Ultrasound-Assisted Emulsification Microextraction-Solvent Floating Solidification-Pre-Column Derivatization for the Determination of Estrogens in Water Samples

Abstract

The method of ultrasound-assisted surfactant-enhanced emulsification microextraction combined with pre-column derivatization (UAE-SEEME-SFO-PD) was developed to simultaneously extract and determine the estrogens such as estriol (E3), bisphenol A (BPA), 17α-Ethynylestradiol (EE2), estradiol (E2) and nonylphenol (NP) in water samples. Central composite design was employed to investigate the effects of the factors, including emulsifier (Tween 20) volume, extractant (dodecanol) volume, ultrasonic power, ultrasonic time, the amount of derivating agent (paranitrobenzoyl chloride), temperature of derivatization and derivatization time, on the response of analytes.
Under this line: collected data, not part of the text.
//! Entity and interval models for the append-only fact log.

use chrono::NaiveDate;
use serde::{Deserialize, Serialize};

/// What kind of subject a timeline belongs to.
#[derive(Debug, Clone, Copy, PartialEq, Eq, Serialize, Deserialize)]
#[serde(rename_all = "snake_case")]
pub enum EntityKind {
    /// An individual (e.g. an advisor identified by CRD).
    Person,
    /// A firm or other organization.
    Organization,
}

/// An identifiable subject of a timeline.
#[derive(Debug, Clone, PartialEq, Eq, Serialize, Deserialize)]
pub struct Entity {
    /// Opaque key (e.g. a CRD number rendered as a string).
    pub entity_id: String,
    pub entity_kind: EntityKind,
}

/// Discriminant for the payload union. Same-kind intervals for one entity
/// must not overlap; that contract is checked at ingestion, not by the store.
#[derive(Debug, Clone, Copy, PartialEq, Eq, Hash, Serialize, Deserialize)]
#[serde(rename_all = "snake_case")]
pub enum IntervalKind {
    Employment,
    AssetsUnderManagement,
}

/// Interval-scoped attributes, one closed variant per interval kind.
///
/// The upstream feed carried these as free-form key/value maps; here they
/// are a tagged union resolved at ingestion so a missing attribute is a
/// type error, not a silent null.
#[derive(Debug, Clone, PartialEq, Serialize, Deserialize)]
#[serde(tag = "kind", rename_all = "snake_case")]
pub enum IntervalPayload {
    /// A registration/employment spell at a counterparty firm.
    Employment {
        #[serde(default)]
        title: Option<String>,
        #[serde(default)]
        branch_state: Option<String>,
    },
    /// Assets under management reported for the spell.
    AssetsUnderManagement { total_usd: f64 },
}

impl IntervalPayload {
    pub fn kind(&self) -> IntervalKind {
        match self {
            IntervalPayload::Employment { .. } => IntervalKind::Employment,
            IntervalPayload::AssetsUnderManagement { .. } => {
                IntervalKind::AssetsUnderManagement
            }
        }
    }
}

/// One fact about an entity holding for a contiguous span of business time.
///
/// `start_date` and `end_date` are both inclusive. An absent `end_date`
/// means the fact was still in force when the log was extracted.
#[derive(Debug, Clone, PartialEq, Serialize, Deserialize)]
pub struct Interval {
    pub entity_id: String,
    pub start_date: NaiveDate,
    pub end_date: Option<NaiveDate>,
    /// The other party to the fact (e.g. the employing firm), if any.
    pub counterparty_id: Option<String>,
    pub payload: IntervalPayload,
}

impl Interval {
    pub fn kind(&self) -> IntervalKind {
        self.payload.kind()
    }

    /// Still in force as of log extraction time.
    pub fn is_open(&self) -> bool {
        self.end_date.is_none()
    }

    /// Whether the interval was in force on `date`.
    pub fn covers(&self, date: NaiveDate) -> bool {
        self.start_date <= date && self.end_date.map_or(true, |end| end >= date)
    }

    /// Whether this interval's span intersects `[from, to]` (inclusive).
    /// An open interval extends to infinity on the right.
    pub fn overlaps(&self, from: NaiveDate, to: NaiveDate) -> bool {
        self.start_date <= to && self.end_date.map_or(true, |end| end >= from)
    }

    /// Days between this interval's end and `date`, when `date` falls
    /// strictly after the end. `None` for open intervals or covered dates.
    pub fn gap_days_to(&self, date: NaiveDate) -> Option<u32> {
        let end = self.end_date?;
        if date > end {
            Some((date - end).num_days() as u32)
        } else {
            None
        }
    }
}

/// One record of the upstream interval feed, as handed to ingestion.
///
/// Identical to [`Interval`] plus the entity kind, which the raw fact log
/// carries but the stored interval does not need.
#[derive(Debug, Clone, PartialEq, Serialize, Deserialize)]
pub struct IntervalFact {
    pub entity_id: String,
    #[serde(default = "default_entity_kind")]
    pub entity_kind: EntityKind,
    pub start_date: NaiveDate,
    #[serde(default)]
    pub end_date: Option<NaiveDate>,
    #[serde(default)]
    pub counterparty_id: Option<String>,
    pub payload: IntervalPayload,
}

fn default_entity_kind() -> EntityKind {
    EntityKind::Person
}

impl IntervalFact {
    pub fn into_parts(self) -> (Entity, Interval) {
        let entity = Entity {
            entity_id: self.entity_id.clone(),
            entity_kind: self.entity_kind,
        };
        let interval = Interval {
            entity_id: self.entity_id,
            start_date: self.start_date,
            end_date: self.end_date,
            counterparty_id: self.counterparty_id,
            payload: self.payload,
        };
        (entity, interval)
    }
}

#[cfg(test)]
mod tests {
    use super::*;

    fn d(s: &str) -> NaiveDate {
        s.parse().unwrap()
    }

    fn spell(start: &str, end: Option<&str>) -> Interval {
        Interval {
            entity_id: "A1".to_string(),
            start_date: d(start),
            end_date: end.map(d),
            counterparty_id: Some("F1".to_string()),
            payload: IntervalPayload::Employment {
                title: None,
                branch_state: None,
            },
        }
    }

    #[test]
    fn covers_is_inclusive_on_both_ends() {
        let iv = spell("2023-01-01", Some("2023-06-30"));
        assert!(iv.covers(d("2023-01-01")));
        assert!(iv.covers(d("2023-06-30")));
        assert!(!iv.covers(d("2022-12-31")));
        assert!(!iv.covers(d("2023-07-01")));
    }

    #[test]
    fn open_interval_covers_any_later_date() {
        let iv = spell("2023-07-15", None);
        assert!(iv.covers(d("2099-01-01")));
        assert!(!iv.covers(d("2023-07-14")));
    }

    #[test]
    fn gap_days_counts_strictly_after_end() {
        let iv = spell("2023-01-01", Some("2023-06-30"));
        assert_eq!(iv.gap_days_to(d("2023-07-01")), Some(1));
        assert_eq!(iv.gap_days_to(d("2023-06-30")), None);
        assert_eq!(spell("2023-01-01", None).gap_days_to(d("2024-01-01")), None);
    }

    #[test]
    fn payload_round_trips_as_tagged_union() {
        let payload = IntervalPayload::Employment {
            title: Some("Registered Rep".to_string()),
            branch_state: None,
        };
        let json = serde_json::to_string(&payload).unwrap();
        assert!(json.contains("\"kind\":\"employment\""));
        let back: IntervalPayload = serde_json::from_str(&json).unwrap();
        assert_eq!(back, payload);
    }
}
The optimized analytical conditions were obtained by response surface plot as follows: 40 µL of Tween 20, 35 µL of dodecanol, 62.5 W of ultrasonic power, 15 min of ultrasonic time, 5.0 mg of derivating agent, temperature of derivatization 35 °C and derivatization time 2.0 min, with the linear range of 0.02-2.0 mg/L for E3, BPA, EE2 and E2, 0.02-1.0 mg/L for NP, respectively (the correlation coefficients ranging from 0.9950 to 0.9999). Also, the limits of detection were found between 1.06-5.04 µg/L. The spiked recoveries of estrogens under different spiked levels (0.02, 0.20 and 1.00 mg/L) for estrogens were in the range of 88.08-117.33%, and the relative standard deviation (RSD) was of 0.75-9.73%. Additionally, the method could be applied to analysis of estrogens in real water samples (collected from upstream and downstream of a reservoir), and the relative recoveries of estrogens under spiked levels (0.05 and 0.50 mg/L) for estrogens in real water samples were in the range of 85.18-124.17% (RSD 0.30-10.71%).